══ Data records ══

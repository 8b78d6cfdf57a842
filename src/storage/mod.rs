//! Storage - Artifact Upload to Object Storage
//!
//! ## Responsibilities
//!
//! - Upload finished recording artifacts to S3
//! - Hand back a durable https URL for alerting
//!
//! Uploads happen once per finished recording; a failure leaves the
//! artifact on local disk for manual recovery.

use crate::error::{Error, Result};
use async_trait::async_trait;
use aws_sdk_s3::primitives::ByteStream;
use std::path::Path;

/// The object store boundary.
#[async_trait]
pub trait ObjectStore: Send + Sync {
    /// Upload a local file under `object_key`, returning a durable URL.
    async fn upload(&self, local_path: &Path, object_key: &str) -> Result<String>;
}

/// S3-backed object store
pub struct S3Storage {
    client: aws_sdk_s3::Client,
    bucket: String,
}

impl S3Storage {
    pub fn new(client: aws_sdk_s3::Client, bucket: String) -> Self {
        Self { client, bucket }
    }

    /// Build a client from the ambient AWS environment
    pub async fn from_env(bucket: String) -> Self {
        let config = aws_config::load_defaults(aws_config::BehaviorVersion::latest()).await;
        Self::new(aws_sdk_s3::Client::new(&config), bucket)
    }

    pub fn bucket(&self) -> &str {
        &self.bucket
    }
}

#[async_trait]
impl ObjectStore for S3Storage {
    async fn upload(&self, local_path: &Path, object_key: &str) -> Result<String> {
        let body = ByteStream::from_path(local_path)
            .await
            .map_err(|e| Error::Upload(format!("cannot read {}: {}", local_path.display(), e)))?;

        self.client
            .put_object()
            .bucket(&self.bucket)
            .key(object_key)
            .content_type("video/mp4")
            .body(body)
            .send()
            .await
            .map_err(|e| Error::Upload(format!("put_object failed: {}", e)))?;

        let url = format!("https://{}.s3.amazonaws.com/{}", self.bucket, object_key);
        tracing::info!(
            key = %object_key,
            url = %url,
            "Artifact uploaded"
        );
        Ok(url)
    }
}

═══

Required work
Your answer should be one number, the count of lines in the records that contain the string "impl".

Solution to this problem
2